Estamos diante de duas paralelas que se projetam ao infinito sem nunca
se encontrarem. O cientista materialista reducionista jamais conseguirá
enxergar além das moléculas e de suas ligações.
Ele está cristalizado e encarcerado no seu velho paradigma e
não consegue perceber que a própria complexidade da criação
da vida nos remete a profunda reflexão em busca de respostas
que a Ciência não consegue fornecer.
Pode-se manipular a vida, mas não criá-la. Jamais, em
tempo algum, qualquer cientista conseguiu animar moléculas criando
vida. Michael Behe, prof. de bioquímica da Universidade de Lehigh,
na Pensilvânia, em seu livro “A Caixa Preta de Darwin”,
argumenta que a vida obedece a um planejamento inteligente, pois, a
complexidade das reações bioquímicas intracelulares,
a base molecular da vida, não pode ser explicada pela teoria
darwiana. Pois bem, essa mesma complexidade ocorre quando da fusão
dos gametas que trazem em si a codificação material da
nova vida que se inicia. Não é o acaso que propicia essa
fusão, mesmo com a interferência da mão humana,
que nesse caso presta auxílio à natureza e não
vai na contra-mão da natureza como afirmam alguns. O cientista
é um mero facilitador para que a vida se inicie. Nessa célula-ovo
inicial está contido o mais perfeito plano divino, no complexo
e perfeito arranjo das partes e das reações para formar
o novo ser.
A Ciência é perfeita e está pronta, mas o cientista
não possuiu condições de apreendê-la em toda
sua extensão. O cientista vai desvendando-a, descortinando e
interpretando suas leis de acordo com seus próprios limites e
interesses, muitas vezes pessoais. O que hoje é uma verdade,
amanhã passa a ser mera afirmação ultrapassada.

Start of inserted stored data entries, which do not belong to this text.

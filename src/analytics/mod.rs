pub mod bs_analytic;
pub mod path_summary;
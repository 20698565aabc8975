// demos/demo.rs
//! End-to-end run on fixed market data: value an index call against its
//! last traded price, then forecast the index and query one day.
//!
//! Usage: `cargo run --example demo -- [step] [output_dir]`

use chrono::NaiveDate;
use mc_call_pricer::analytics::path_summary::{summarize, StatFlags};
use mc_call_pricer::config::EngineConfig;
use mc_call_pricer::engine::{forecast_index, value_call};
use mc_call_pricer::market_data::{HistoricalCloses, OptionQuoteSnapshot};
use mc_call_pricer::output::{self, CsvSeriesSink};
use mc_call_pricer::rng;
use mc_call_pricer::PricerResult;

fn sample_market() -> HistoricalCloses {
    let quote = OptionQuoteSnapshot {
        index_bid: 2398.5,
        index_ask: 2401.5,
        treasury_yield: 4.3,
        strike: 2425.0,
        last_price: 88.4,
        implied_volatility: 0.165,
        valuation_date: NaiveDate::from_ymd_opt(2024, 5, 1).expect("valid date"),
        expiration_date: NaiveDate::from_ymd_opt(2024, 8, 16).expect("valid date"),
    };

    // Synthetic close history with ~0.8% daily moves
    let closes = (0..200)
        .map(|i| 2300.0 * (1.0 + 0.0004 * i as f64) * (1.0 + 0.008 * (i as f64 * 1.7).sin()))
        .collect();

    HistoricalCloses { quote, closes }
}

fn run(step: usize, output_dir: Option<&str>) -> PricerResult<()> {
    let cfg = EngineConfig::from_env()?;
    let market = sample_market();
    let mut rng = rng::seed_rng_from_u64(cfg.seed);

    println!("Monte Carlo index call valuation");
    println!("================================\n");

    let valuation = value_call(&market, &cfg, &mut rng)?;
    let inputs = &valuation.inputs;
    println!("Current Index Level (S): {:.2}", inputs.spot_price);
    println!("Time to Expiration (T): {:.4} years", inputs.time_to_expiry_years);
    println!("Risk-Free Interest Rate (r): {:.4}", inputs.risk_free_rate);
    println!("Volatility (vol): {:.4}", inputs.volatility);
    println!(
        "Chosen Call Option: Strike Price = {}, Last Price = {}",
        inputs.strike, inputs.market_price
    );
    println!("Monte Carlo Results:");
    println!("{}", valuation.estimate);
    println!("Black-Scholes reference: {:.2}", valuation.closed_form);
    println!(
        "Discrepancy vs market: {:.2} ({:.1} SE)\n",
        valuation.convergence.discrepancy, valuation.convergence.z_score
    );

    let forecast = forecast_index(&market, &cfg, &mut rng)?;
    println!(
        "Simulated {} index paths over {} days from {:.2}",
        forecast.ensemble.path_count(),
        forecast.ensemble.horizon_steps(),
        forecast.inputs.initial_index_price
    );
    match forecast.average_at(step) {
        Ok(avg) => println!("Average Index Price at Time Step {}: {:.2}", step, avg),
        Err(e) => println!("Cannot query time step {}: {}", step, e),
    }

    if let Some(dir) = output_dir {
        std::fs::create_dir_all(dir)?;
        let mut sink = CsvSeriesSink::create(format!("{}/series.csv", dir))?;
        output::emit_ensemble(&mut sink, &forecast.ensemble, &forecast.mean_path)?;
        output::emit_density(&mut sink, &valuation)?;
        output::write_ensemble_csv(format!("{}/index_paths.csv", dir), &forecast.ensemble)?;
        output::write_summary_to_csv(
            format!("{}/index_summary.csv", dir),
            &summarize(&forecast.ensemble, StatFlags::all()),
        )?;
        output::write_valuation_json(format!("{}/valuation.json", dir), &valuation)?;
        println!("\nResults written to {}", dir);
    }

    Ok(())
}

fn main() {
    tracing_subscriber::fmt()
        .with_env_filter(
            tracing_subscriber::EnvFilter::try_from_default_env()
                .unwrap_or_else(|_| tracing_subscriber::EnvFilter::new("info")),
        )
        .with_target(false)
        .with_writer(std::io::stderr)
        .init();

    let args: Vec<String> = std::env::args().collect();
    let step = args.get(1).and_then(|s| s.parse().ok()).unwrap_or(30);
    let output_dir = args.get(2).map(String::as_str);

    if let Err(e) = run(step, output_dir) {
        tracing::error!("demo failed: {e}");
        std::process::exit(1);
    }
}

No caso das células tronco embrionárias discute-se o indiscutível,
pois, os próprios embriologistas já afirmaram que a vida
começa na união da célula ovo com o espermatozóide.
Kardec já o afirmara na questão 344, no século
XIX, que ela se inicia na concepção. André Luís,
através da psicografia do Chico nos trás importantes ensinamentos
mostrando como se processa essa ligação até mesmo
antes da concepção.
Michael Behe é extremamente corajoso ao afirmar que há
um Planejador Inteligente para a vida e, certamente esse planejador
não é o homem. Não se trata de fundamentalismo,
mas de ética, respeito, de Amor à preservação
da possível vida no embrião congelado, pois, se não
vivêssemos numa sociedade materialista e imediatista, somente
seriam fertilizados óvulos destinados ao implante uterino e,
portanto, não estaríamos discutindo agora o destino desses
embriões congelados.
Não será a falta de pesquisa com as células tronco
embrionárias que impedirá a Ciência de encontrar
meios, como já o faz, com as células tronco adultas, para
auxiliar àqueles portadores de doenças crônico-degenerativas.
Há muitos caminhos para um mesmo destino, portanto, na dúvida
o benefício deve ser sempre em favor da vida. Um dia a Ciência
deixará o limite estreito da dimensão física para
adentrar novos rumos e, então, haverá de agir sempre de
acordo com as leis do Planejador Inteligente.